■ **Working data**

=====

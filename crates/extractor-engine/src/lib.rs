pub mod codec;
pub mod config;
pub mod detector;
pub mod error;
pub mod orchestrator;
pub mod prompt;
pub mod providers;
pub mod report;
pub mod synthesizer;

use std::sync::atomic::AtomicBool;
use std::sync::Arc;
use std::time::Duration;

use anyhow::{bail, Result};
use extractor_contracts::models::{ModelSelector, ModelSpec, CAPABILITY_EDIT, CAPABILITY_VISION};
use extractor_contracts::{
    GeneratedImageReference, ImageSize, ObjectDescriptor, Quality, ResultCollection,
};
use image::DynamicImage;
use reqwest::blocking::Client as HttpClient;

pub use codec::Materialize;
pub use config::ExtractorConfig;
pub use detector::ObjectDetector;
pub use error::ExtractError;
pub use orchestrator::{GenerationOrchestrator, PassReport};
pub use prompt::build_prompt;
pub use providers::{DryrunProvider, EditProvider, OpenAiProvider, ProviderRegistry, VisionProvider};
pub use report::{EventReporter, MemoryReporter, Reporter};
pub use synthesizer::ObjectSynthesizer;

/// Wires configuration, model selection and providers into the pipeline
/// stages.
pub struct ExtractorEngine {
    http: HttpClient,
    providers: ProviderRegistry,
    vision_model: ModelSpec,
    edit_model: ModelSpec,
    item_delay: Duration,
}

impl ExtractorEngine {
    pub fn new(config: &ExtractorConfig) -> Result<Self> {
        let http = config.http_client()?;
        let providers = default_provider_registry(config, &http);
        Self::with_providers(config, http, providers)
    }

    pub fn with_providers(
        config: &ExtractorConfig,
        http: HttpClient,
        providers: ProviderRegistry,
    ) -> Result<Self> {
        let selector = ModelSelector::new(None);
        let vision_model = resolve_model(
            &selector,
            &providers,
            config.vision_model.as_deref(),
            CAPABILITY_VISION,
        )?;
        let edit_model = resolve_model(
            &selector,
            &providers,
            config.edit_model.as_deref(),
            CAPABILITY_EDIT,
        )?;
        Ok(Self {
            http,
            providers,
            vision_model,
            edit_model,
            item_delay: config.item_delay,
        })
    }

    pub fn vision_model(&self) -> &ModelSpec {
        &self.vision_model
    }

    pub fn edit_model(&self) -> &ModelSpec {
        &self.edit_model
    }

    pub fn http(&self) -> &HttpClient {
        &self.http
    }

    pub fn detect(&self, image: &DynamicImage, reporter: &dyn Reporter) -> Vec<ObjectDescriptor> {
        let Some(provider) = self.providers.vision(&self.vision_model.provider) else {
            reporter.error(&ExtractError::VisionRequest(format!(
                "no vision provider '{}' registered",
                self.vision_model.provider
            )));
            return Vec::new();
        };
        let mut detector = ObjectDetector::new(provider, self.vision_model.name.clone());
        if let Some(max_output_tokens) = self.vision_model.max_output_tokens {
            detector = detector.with_max_output_tokens(max_output_tokens);
        }
        detector.detect(image, reporter)
    }

    /// Runs one pass over `selected` and merges successes into `results`.
    #[allow(clippy::too_many_arguments)]
    pub fn generate(
        &self,
        results: &mut ResultCollection,
        source: &DynamicImage,
        selected: &[ObjectDescriptor],
        quality: Quality,
        size: ImageSize,
        reporter: &dyn Reporter,
        cancel: Option<Arc<AtomicBool>>,
    ) -> Result<PassReport> {
        let Some(provider) = self.providers.edit(&self.edit_model.provider) else {
            bail!("no edit provider '{}' registered", self.edit_model.provider);
        };
        let mut orchestrator =
            GenerationOrchestrator::new(ObjectSynthesizer::new(provider, self.edit_model.name.clone()))
                .with_delay(self.item_delay);
        if let Some(cancel) = cancel {
            orchestrator = orchestrator.with_cancel_flag(cancel);
        }
        Ok(orchestrator.run_into(results, source, selected, quality, size, reporter))
    }

    /// Bytes for download; `None` (with a report) when the fetch fails.
    pub fn fetch(
        &self,
        reference: &GeneratedImageReference,
        reporter: &dyn Reporter,
    ) -> Option<Vec<u8>> {
        match reference.materialize(&self.http) {
            Ok(bytes) => Some(bytes),
            Err(err) => {
                reporter.error(&err);
                None
            }
        }
    }
}

fn default_provider_registry(config: &ExtractorConfig, http: &HttpClient) -> ProviderRegistry {
    let mut providers = ProviderRegistry::new();
    providers.register_vision(DryrunProvider);
    providers.register_edit(DryrunProvider);
    if let Some(api_key) = config.api_key.as_deref() {
        providers.register_vision(OpenAiProvider::new(&config.api_base, api_key, http.clone()));
        providers.register_edit(OpenAiProvider::new(&config.api_base, api_key, http.clone()));
    }
    providers
}

fn resolve_model(
    selector: &ModelSelector,
    providers: &ProviderRegistry,
    requested: Option<&str>,
    capability: &str,
) -> Result<ModelSpec> {
    let selection = selector.select(requested, capability)?;
    let registered = match capability {
        CAPABILITY_VISION => providers.vision(&selection.model.provider).is_some(),
        _ => providers.edit(&selection.model.provider).is_some(),
    };
    if !registered {
        let hint = if selection.model.provider == "openai" {
            " (set OPENAI_API_KEY or use the dryrun models)"
        } else {
            ""
        };
        bail!(
            "{capability} model '{}' needs provider '{}', which is not configured{hint}",
            selection.model.name,
            selection.model.provider
        );
    }
    Ok(selection.model)
}

#[cfg(test)]
mod tests {
    use std::time::Duration;

    use extractor_contracts::{ImageSize, Quality, ResultCollection};

    use super::{ExtractorConfig, ExtractorEngine, Materialize, MemoryReporter};
    use crate::codec::tests::sample_image;

    fn dryrun_config() -> ExtractorConfig {
        ExtractorConfig {
            vision_model: Some("dryrun-vision-1".to_string()),
            edit_model: Some("dryrun-edit-1".to_string()),
            item_delay: Duration::ZERO,
            ..ExtractorConfig::default()
        }
    }

    #[test]
    fn dryrun_engine_detects_generates_and_fetches() -> anyhow::Result<()> {
        let engine = ExtractorEngine::new(&dryrun_config())?;
        let reporter = MemoryReporter::new();
        let image = sample_image();

        let descriptors = engine.detect(&image, &reporter);
        assert_eq!(descriptors.len(), 2);

        let mut results = ResultCollection::new();
        let report = engine.generate(
            &mut results,
            &image,
            &descriptors,
            Quality::Low,
            ImageSize::Square,
            &reporter,
            None,
        )?;
        assert_eq!(report.succeeded.len(), 2);
        assert!(reporter.errors().is_empty());

        for (_, reference) in results.iter() {
            let bytes = engine.fetch(reference, &reporter).unwrap_or_default();
            let decoded = image::load_from_memory(&bytes)?;
            assert_eq!(decoded.width(), 1024);
            assert_eq!(reference.materialize(engine.http())?, bytes);
        }
        Ok(())
    }

    #[test]
    fn openai_models_require_a_credential() {
        let err = ExtractorEngine::new(&ExtractorConfig::default())
            .err()
            .map(|err| err.to_string())
            .unwrap_or_default();
        assert!(err.contains("vision model 'gpt-4o' needs provider 'openai'"));
        assert!(err.contains("OPENAI_API_KEY"));
    }

    #[test]
    fn credential_enables_openai_defaults() -> anyhow::Result<()> {
        let config = ExtractorConfig {
            api_key: Some("sk-test".to_string()),
            ..ExtractorConfig::default()
        };
        let engine = ExtractorEngine::new(&config)?;
        assert_eq!(engine.vision_model().name, "gpt-4o");
        assert_eq!(engine.edit_model().name, "gpt-image-1");
        Ok(())
    }

    #[test]
    fn unknown_model_is_refused_instead_of_substituted() {
        let config = ExtractorConfig {
            api_key: Some("sk-test".to_string()),
            edit_model: Some("dall-e-2".to_string()),
            ..ExtractorConfig::default()
        };
        let err = ExtractorEngine::new(&config)
            .err()
            .map(|err| err.to_string())
            .unwrap_or_default();
        assert!(err.starts_with("unknown edit model 'dall-e-2'"));
        assert!(err.contains("gpt-image-1"));
    }
}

=====

■ **Instructions for the task**
Scan the data above; copy every line where "ExtractError" appears.

■ **Expected output**
pub use error::ExtractError;
            reporter.error(&ExtractError::VisionRequest(format!(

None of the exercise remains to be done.